Protests mar Taslima Nasreen book launch in Calcutta

Taslima Nasreen, Hyderabad, 2007
Image caption Taslima Nasreen fled her native Bangladesh in 1994 amid death threats

Controversial author Taslima Nasreen has faced protests at the launch of her latest memoir, with an event at the Calcutta Book Fair cancelled.

Ms Nasreen is not at the event, and tweeted that her publisher was forced to launch the book outside the hall.

Ms Nasreen blamed "some religious fanatics" who opposed the launch.

She fled her native Bangladesh in 1994 after receiving death threats from Muslims. She went to India but left for Sweden in 2008 after further protests.

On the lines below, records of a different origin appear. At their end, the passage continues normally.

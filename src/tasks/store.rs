use std::sync::Arc;

use dashmap::DashMap;
use tokio::sync::watch;
use uuid::Uuid;

use crate::scraper::{JobRecord, ProgressSink};

use super::types::TaskState;

/// In-memory task table. Holds only the read side of every slot; the write
/// side belongs to the run that created it.
#[derive(Clone, Default)]
pub struct TaskStore {
    slots: Arc<DashMap<Uuid, watch::Receiver<TaskState>>>,
}

impl TaskStore {
    pub fn new() -> Self {
        Self::default()
    }

    /// Install a new `running` slot and return its writer.
    pub fn create(&self, site: &str) -> TaskSlot {
        let id = Uuid::new_v4();
        let (tx, rx) = watch::channel(TaskState::new(id, site));
        self.slots.insert(id, rx);
        TaskSlot { id, tx }
    }

    pub fn snapshot(&self, id: &Uuid) -> Option<TaskState> {
        self.slots.get(id).map(|rx| rx.borrow().clone())
    }

    pub fn subscribe(&self, id: &Uuid) -> Option<watch::Receiver<TaskState>> {
        self.slots.get(id).map(|rx| rx.clone())
    }

    pub fn len(&self) -> usize {
        self.slots.len()
    }

    pub fn is_empty(&self) -> bool {
        self.slots.is_empty()
    }
}

/// Exclusive writer of one task slot.
pub struct TaskSlot {
    id: Uuid,
    tx: watch::Sender<TaskState>,
}

impl TaskSlot {
    pub fn id(&self) -> Uuid {
        self.id
    }

    pub fn complete(&self, records: Vec<JobRecord>, message: String) {
        self.tx.send_if_modified(|state| state.complete(records, message));
    }

    pub fn fail(&self, message: String) {
        self.tx.send_if_modified(|state| state.fail(message));
    }
}

impl ProgressSink for TaskSlot {
    fn report(&self, percent: u8, message: &str) {
        self.tx
            .send_if_modified(|state| state.advance(percent, message));
    }
}
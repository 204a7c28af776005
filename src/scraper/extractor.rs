//! Page extractor: turns the listing elements currently on screen into
//! per-row outcomes. Never paginates.

use futures::stream::{self, Stream, StreamExt};

use super::browser::{BrowserSession, PageElement};
use super::error::ScrapeResult;
use super::record::RowOutcome;
use super::sites::SiteAdapter;

/// Lazily read every element in `rows`. A row that fails to read becomes
/// [`RowOutcome::Skipped`] and the stream moves on to the next one.
pub fn extract_rows<'a>(
    adapter: &'a dyn SiteAdapter,
    rows: Vec<Box<dyn PageElement>>,
) -> impl Stream<Item = RowOutcome> + Send + 'a {
    stream::iter(rows.into_iter().enumerate()).then(move |(index, row)| async move {
        match adapter.read_row(index, row.as_ref()).await {
            Ok(listing) => RowOutcome::Listing(listing),
            Err(e) => {
                tracing::warn!(site = adapter.id(), index, error = %e, "Skipping listing element");
                RowOutcome::Skipped(e)
            }
        }
    })
}

/// Snapshot the current page's listing elements and extract them.
///
/// Only the lookup of the rows themselves can fail; a page with no rows is
/// an empty result.
pub async fn extract_page(
    session: &dyn BrowserSession,
    adapter: &dyn SiteAdapter,
) -> ScrapeResult<Vec<RowOutcome>> {
    let rows = session.find_all(adapter.row_selector()).await?;
    tracing::debug!(site = adapter.id(), rows = rows.len(), "Found listing elements");
    Ok(extract_rows(adapter, rows).collect().await)
}
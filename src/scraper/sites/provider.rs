use async_trait::async_trait;

use crate::scraper::browser::{BrowserSession, PageElement};
use crate::scraper::error::ScrapeResult;
use crate::scraper::normalizer::NormalizeContext;
use crate::scraper::record::{JobRecord, RawListing};

/// How a site exposes "the next page".
#[derive(Debug, Clone, Copy, PartialEq, Eq)]
pub enum PaginationStyle {
    /// Numbered page links; the one reading `current + 1` is clicked.
    Numbered { link_selector: &'static str },
    /// A single directional control that disables itself on the last page.
    NextButton { selector: &'static str },
}

/// Everything the engine needs to know about one career site.
#[async_trait]
pub trait SiteAdapter: Send + Sync {
    /// Identifier callers submit, lowercase.
    fn id(&self) -> &'static str;

    fn company(&self) -> &'static str;

    fn entry_url(&self) -> &'static str;

    /// Selector of the iframe hosting the listing widget, if any.
    fn frame_selector(&self) -> Option<&'static str> {
        None
    }

    fn row_selector(&self) -> &'static str;

    fn pagination(&self) -> PaginationStyle;

    /// Clear overlays before a page is read. Runs after the first load and
    /// after every page change; failures are logged, never fatal.
    async fn prepare_page(&self, _session: &dyn BrowserSession) -> ScrapeResult<()> {
        Ok(())
    }

    /// Read one listing element. Errors skip the element.
    async fn read_row(&self, index: usize, row: &dyn PageElement) -> ScrapeResult<RawListing>;

    /// Map a raw listing onto canonical records. Pure.
    fn normalize(&self, raw: &RawListing, ctx: &NormalizeContext) -> Vec<JobRecord>;
}

/// Trimmed text of the first descendant matching `css`, if present and non-empty.
pub(crate) async fn child_text(row: &dyn PageElement, css: &str) -> ScrapeResult<Option<String>> {
    match row.find(css).await? {
        Some(el) => {
            let text = el.text().await?;
            let text = text.trim();
            Ok((!text.is_empty()).then(|| text.to_string()))
        }
        None => Ok(None),
    }
}

/// `href` of the first descendant matching `css`, if any.
pub(crate) async fn child_href(row: &dyn PageElement, css: &str) -> ScrapeResult<Option<String>> {
    match row.find(css).await? {
        Some(el) => Ok(el
            .attribute("href")
            .await?
            .map(|href| href.trim().to_string())
            .filter(|href| !href.is_empty())),
        None => Ok(None),
    }
}
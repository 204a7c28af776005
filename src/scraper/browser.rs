//! Browser automation capability consumed by the scrape engine.
//!
//! The engine only talks to these traits; `chromium` provides the production
//! implementation and `testing` a scripted in-memory one.

use std::future::Future;
use std::time::Duration;

use async_trait::async_trait;
use tokio::time::Instant;

use super::error::{ScrapeError, ScrapeResult};

/// One DOM element handle inside the current page or frame.
#[async_trait]
pub trait PageElement: Send + Sync {
    /// Rendered text, untrimmed. Empty when the element has no text.
    async fn text(&self) -> ScrapeResult<String>;

    async fn attribute(&self, name: &str) -> ScrapeResult<Option<String>>;

    /// First descendant matching `css`, or `None`.
    async fn find(&self, css: &str) -> ScrapeResult<Option<Box<dyn PageElement>>>;

    async fn find_all(&self, css: &str) -> ScrapeResult<Vec<Box<dyn PageElement>>>;

    async fn is_displayed(&self) -> ScrapeResult<bool>;

    async fn click(&self) -> ScrapeResult<()>;
}

/// A live browser session. Exactly one exists per scrape run.
#[async_trait]
pub trait BrowserSession: Send + Sync {
    async fn open(&self, url: &str) -> ScrapeResult<()>;

    async fn find_all(&self, css: &str) -> ScrapeResult<Vec<Box<dyn PageElement>>>;

    /// Make the document hosted by `frame` the active browsing context.
    async fn switch_into(&self, frame: &dyn PageElement) -> ScrapeResult<()>;

    async fn current_url(&self) -> ScrapeResult<String>;

    async fn close(&self) -> ScrapeResult<()>;
}

/// Launches browser sessions.
#[async_trait]
pub trait BrowserDriver: Send + Sync {
    async fn launch(&self) -> ScrapeResult<Box<dyn BrowserSession>>;
}

/// Poll `probe` every `poll` until it yields a value or `timeout` elapses.
///
/// Probe errors are treated as "not ready yet"; the last one is logged when
/// the wait gives up. Returns `None` on timeout.
pub async fn wait_until<T, F, Fut>(timeout: Duration, poll: Duration, mut probe: F) -> Option<T>
where
    F: FnMut() -> Fut,
    Fut: Future<Output = ScrapeResult<Option<T>>>,
{
    let deadline = Instant::now() + timeout;
    let mut last_error = None;
    loop {
        match probe().await {
            Ok(Some(value)) => return Some(value),
            Ok(None) => {}
            Err(e) => last_error = Some(e),
        }
        if Instant::now() >= deadline {
            if let Some(e) = last_error {
                tracing::debug!(error = %e, "Wait expired after probe error");
            }
            return None;
        }
        tokio::time::sleep(poll).await;
    }
}

/// Wait until at least one element matches `css`.
pub async fn wait_for_elements(
    session: &dyn BrowserSession,
    css: &str,
    timeout: Duration,
    poll: Duration,
) -> ScrapeResult<Vec<Box<dyn PageElement>>> {
    wait_until(timeout, poll, || async move {
        let found = session.find_all(css).await?;
        Ok::<_, ScrapeError>((!found.is_empty()).then_some(found))
    })
    .await
    .ok_or_else(|| ScrapeError::ElementTimeout {
        selector: css.to_string(),
        waited: timeout,
    })
}
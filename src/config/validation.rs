//! Configuration validation logic
//!
//! Checks that loaded values are within acceptable ranges before anything is
//! started with them.

use crate::config::error::ConfigError;
use crate::config::settings::{
    ExportSettings, FileSettings, LoggerSettings, ScraperSettings, ServerConfig, Settings,
};

/// Valid log levels
const VALID_LOG_LEVELS: &[&str] = &["trace", "debug", "info", "warn", "error"];

/// Valid log formats
const VALID_LOG_FORMATS: &[&str] = &["full", "compact", "json"];

impl ServerConfig {
    /// Validate server configuration
    ///
    /// # Validation Rules
    /// - Port must be between 1 and 65535
    /// - Request timeout must be greater than 0
    pub fn validate(&self) -> Result<(), ConfigError> {
        if self.port == 0 {
            return Err(ConfigError::validation(
                "server.port",
                "Port must be between 1 and 65535. Please specify a valid port number.",
            ));
        }

        if self.host.trim().is_empty() {
            return Err(ConfigError::validation("server.host", "Host must not be empty."));
        }

        if self.request_timeout == 0 {
            return Err(ConfigError::validation(
                "server.request_timeout",
                "Request timeout must be greater than 0 seconds.",
            ));
        }

        Ok(())
    }
}

impl FileSettings {
    fn validate(&self) -> Result<(), ConfigError> {
        if self.enabled && self.path.trim().is_empty() {
            return Err(ConfigError::validation(
                "logger.file.path",
                "Log file path is required when file logging is enabled.",
            ));
        }

        let format = self.format.to_lowercase();
        if !VALID_LOG_FORMATS.contains(&format.as_str()) {
            return Err(ConfigError::ValidationError {
                field: "logger.file.format".to_string(),
                message: format!(
                    "Invalid log format '{}'. Valid values are: {}",
                    self.format,
                    VALID_LOG_FORMATS.join(", ")
                ),
            });
        }

        Ok(())
    }
}

impl LoggerSettings {
    /// Validate logger settings
    ///
    /// # Validation Rules
    /// - Level must be one of trace, debug, info, warn, error
    /// - File path must be set when file output is enabled
    /// - File format must be one of full, compact, json
    pub fn validate(&self) -> Result<(), ConfigError> {
        let level = self.level.to_lowercase();
        if !VALID_LOG_LEVELS.contains(&level.as_str()) {
            return Err(ConfigError::ValidationError {
                field: "logger.level".to_string(),
                message: format!(
                    "Invalid log level '{}'. Valid values are: {}",
                    self.level,
                    VALID_LOG_LEVELS.join(", ")
                ),
            });
        }

        self.file.validate()
    }
}

impl ScraperSettings {
    /// Validate scraper settings
    ///
    /// # Validation Rules
    /// - Every timeout must be greater than 0
    /// - At least one page must be allowed
    /// - Window dimensions must be non-zero
    pub fn validate(&self) -> Result<(), ConfigError> {
        let timeouts = [
            ("scraper.navigation_timeout", self.navigation_timeout),
            ("scraper.frame_timeout", self.frame_timeout),
            ("scraper.row_timeout", self.row_timeout),
            ("scraper.poll_interval_ms", self.poll_interval_ms),
        ];
        for (field, value) in timeouts {
            if value == 0 {
                return Err(ConfigError::validation(field, "Value must be greater than 0."));
            }
        }

        if self.max_pages == 0 {
            return Err(ConfigError::validation(
                "scraper.max_pages",
                "At least one page must be allowed.",
            ));
        }

        if self.window_width == 0 || self.window_height == 0 {
            return Err(ConfigError::ValidationError {
                field: "scraper.window_size".to_string(),
                message: format!(
                    "Window size {}x{} is not usable.",
                    self.window_width, self.window_height
                ),
            });
        }

        if let Some(path) = &self.chrome_executable
            && path.trim().is_empty()
        {
            return Err(ConfigError::validation(
                "scraper.chrome_executable",
                "Chrome executable path must not be empty when set.",
            ));
        }

        Ok(())
    }
}

impl ExportSettings {
    pub fn validate(&self) -> Result<(), ConfigError> {
        if self.persist && self.directory.trim().is_empty() {
            return Err(ConfigError::validation(
                "export.directory",
                "Export directory is required when persist is enabled.",
            ));
        }
        Ok(())
    }
}

impl Settings {
    /// Validate every section, stopping at the first failure.
    pub fn validate(&self) -> Result<(), ConfigError> {
        self.server.validate()?;
        self.logger.validate()?;
        self.scraper.validate()?;
        self.export.validate()?;
        Ok(())
    }
}
use async_trait::async_trait;

use super::provider::{PaginationStyle, SiteAdapter, child_href, child_text};
use crate::scraper::browser::PageElement;
use crate::scraper::error::{ScrapeError, ScrapeResult};
use crate::scraper::normalizer::{NormalizeContext, clean_text};
use crate::scraper::record::{JobRecord, NOT_AVAILABLE, RawListing};

const ENTRY_URL: &str = "https://careers.swiggy.com/#/careers";
const FRAME: &str = "#mnhembedded";
const ROW: &str = "tr.mnh-jobs-table-row";
const TITLE: &str = "span.mnh_req_title";
const LOCATION: &str = "span.mnh_location";
const LINK: &str = "a[href]";
const PAGE_LINK: &str = "a";

const FIELD_LOCATION: &str = "location";
const DETAILS_PLACEHOLDER: &str = "Visit link";

/// Swiggy's careers page embeds a third-party job table in an iframe and
/// paginates it with numbered links.
#[derive(Debug, Default)]
pub struct Swiggy;

impl Swiggy {
    pub fn new() -> Self {
        Self
    }
}

#[async_trait]
impl SiteAdapter for Swiggy {
    fn id(&self) -> &'static str {
        "swiggy"
    }

    fn company(&self) -> &'static str {
        "Swiggy"
    }

    fn entry_url(&self) -> &'static str {
        ENTRY_URL
    }

    fn frame_selector(&self) -> Option<&'static str> {
        Some(FRAME)
    }

    fn row_selector(&self) -> &'static str {
        ROW
    }

    fn pagination(&self) -> PaginationStyle {
        PaginationStyle::Numbered {
            link_selector: PAGE_LINK,
        }
    }

    async fn read_row(&self, index: usize, row: &dyn PageElement) -> ScrapeResult<RawListing> {
        let title = child_text(row, TITLE)
            .await?
            .ok_or_else(|| ScrapeError::element_read(index, "no title"))?;

        let mut raw = RawListing::new(clean_text(&title));
        if let Some(location) = child_text(row, LOCATION).await? {
            raw = raw.with_field(FIELD_LOCATION, location);
        }
        raw.link = child_href(row, LINK).await?;
        Ok(raw)
    }

    fn normalize(&self, raw: &RawListing, ctx: &NormalizeContext) -> Vec<JobRecord> {
        let link = raw.link.clone().unwrap_or_else(|| ctx.page_url.clone());
        vec![JobRecord {
            title: raw.title.clone(),
            location: raw
                .field(FIELD_LOCATION)
                .map(clean_text)
                .unwrap_or_else(|| NOT_AVAILABLE.to_string()),
            company: self.company().to_string(),
            category: None,
            link,
            responsibilities: DETAILS_PLACEHOLDER.to_string(),
            qualifications: DETAILS_PLACEHOLDER.to_string(),
            scraped_at: ctx.scraped_at.clone(),
            native_id: raw.native_id.clone(),
            extras: Default::default(),
        }]
    }
}

#[cfg(test)]
mod tests {
    use super::*;
    use crate::scraper::normalizer::NormalizeOptions;
    use crate::scraper::testing::FakeElement;

    fn ctx() -> NormalizeContext {
        NormalizeContext {
            options: NormalizeOptions::default(),
            scraped_at: "2024-05-01T10:00:00Z".into(),
            page_url: ENTRY_URL.into(),
        }
    }

    #[tokio::test]
    async fn test_read_row_requires_title() {
        let row = FakeElement::new("tr").child(FakeElement::new(LOCATION).text("Bangalore"));
        let err = Swiggy.read_row(4, &row).await.unwrap_err();
        assert!(matches!(err, ScrapeError::ElementRead { index: 4, .. }));
    }

    #[tokio::test]
    async fn test_missing_location_becomes_na() {
        let row = FakeElement::new("tr").child(FakeElement::new(TITLE).text(" Data Scientist "));
        let raw = Swiggy.read_row(0, &row).await.unwrap();
        let records = Swiggy.normalize(&raw, &ctx());
        assert_eq!(records.len(), 1);
        assert_eq!(records[0].title, "Data Scientist");
        assert_eq!(records[0].location, "N/A");
        assert_eq!(records[0].link, ENTRY_URL);
    }

    #[tokio::test]
    async fn test_row_link_is_used_when_present() {
        let row = FakeElement::new("tr")
            .child(FakeElement::new(TITLE).text("SDE II"))
            .child(FakeElement::new(LOCATION).text("Bangalore"))
            .child(FakeElement::new(LINK).attr("href", "https://jobs.example/42"));
        let raw = Swiggy.read_row(0, &row).await.unwrap();
        let record = &Swiggy.normalize(&raw, &ctx())[0];
        assert_eq!(record.location, "Bangalore");
        assert_eq!(record.link, "https://jobs.example/42");
        assert_eq!(record.company, "Swiggy");
    }

    #[test]
    fn test_normalize_is_idempotent() {
        let raw = RawListing::new("SDE II").with_field(FIELD_LOCATION, "Bangalore");
        assert_eq!(Swiggy.normalize(&raw, &ctx()), Swiggy.normalize(&raw, &ctx()));
    }
}
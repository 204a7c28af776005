//! Paginated extraction engine.
//!
//! A [`ScrapeSession`] drives one browser through one career site: the
//! [`sites`] adapter says where listings live, the [`extractor`] reads them,
//! the [`pagination`] driver moves between result pages and the
//! [`normalizer`] turns raw fields into [`JobRecord`]s.

pub mod browser;
pub mod chromium;
pub mod error;
pub mod extractor;
pub mod normalizer;
pub mod pagination;
pub mod progress;
pub mod record;
pub mod session;
pub mod sites;

#[cfg(test)]
pub(crate) mod testing;

pub use browser::{BrowserDriver, BrowserSession, PageElement};
pub use chromium::{ChromiumDriver, ChromiumOptions};
pub use error::{ScrapeError, ScrapeResult};
pub use normalizer::NormalizeOptions;
pub use pagination::PaginationPolicy;
pub use progress::ProgressSink;
pub use record::JobRecord;
pub use session::{ScrapeOptions, ScrapeOutcome, ScrapeSession};
pub use sites::{SiteAdapter, SiteRegistry};
//! HTTP request handlers for API endpoints.

pub mod health;
pub mod scrape;
//! Command-line interface for hunthq
//!
//! - Argument parsing with clap
//! - Configuration merging (CLI args + config files)
//! - Command handlers for serve and one-shot scrapes

pub mod config_merger;
pub mod executor;
pub mod handlers;
pub mod parser;
pub mod validation;

pub use config_merger::ConfigurationMerger;
pub use executor::execute_command;
pub use parser::{Cli, Commands, Environment, LogLevel};

use crate::config::error::ConfigError;
use crate::config::settings::Settings;
use crate::logger::init_logger;

/// Load configuration files and apply the CLI overrides.
///
/// # Errors
/// Returns error if loading, merging or validation fails
pub fn load_and_merge_config(cli: &Cli) -> Result<Settings, ConfigError> {
    let merger = ConfigurationMerger::from_config_path(
        cli.config.as_deref(),
        cli.env.map(Into::into),
    )?;
    merger.merge_cli_args(cli)
}

/// Install the global logger described by `settings`.
pub fn init_logger_from_settings(settings: &Settings) -> anyhow::Result<()> {
    let logger_config = settings.logger.clone().into_logger_config()?;
    init_logger(&logger_config)?;
    Ok(())
}
//! Middleware components for request processing.

mod error_handler;
mod logging;
mod request_id;

pub use error_handler::{error_code, error_status, global_error_handler};
pub use logging::logging_middleware;
pub use request_id::{REQUEST_ID_HEADER, RequestId, request_id_middleware};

She has since returned to India.

The protest comes in the wake of an intensified debate over artistic free speech in India.

UK writer Sir Salman Rushdie recently had to abandon plans to attend a literary festival in Jaipur amid security concerns.

On Sunday an artist was assaulted in a gallery in Delhi, where he is exhibiting a number of nude paintings.

'Social progress'

Ms Nasreen was launching Nirbasan (Exile), the latest instalment of her memoirs that gives an account of her flight from Calcutta in 2007-08.

The Booksellers and Publishers Guild had planned a launch in the AC hall.

But Ms Nasreen tweeted: "Kolkata [Calcutta] Book Fair committee cancelled my book release program today at Kolkata Book Fair. Why? Some religious fanatics don't want it to happen."

She said the Calcutta police had asked the organisers to cancel the event amid security concerns.

In a later tweet, Ms Nasreen said: "The PBS publisher with friends have released my book under the open sky at Kolkata Book Fair. Book release in the AC hall was banned."

Ms Nasreen has written dozens of books of poetry, essays, novels and short stories in her native Bengali language, mostly in exile.

Her most controversial book, Lajja (Shame), was banned in Bangladesh and she fled after Muslim extremists called for her death.

The publisher of the latest instalment, Shibani Mukherji, told the Press Trust of India it was "determined to go ahead with more publications that will uphold values, love for truth and social progress".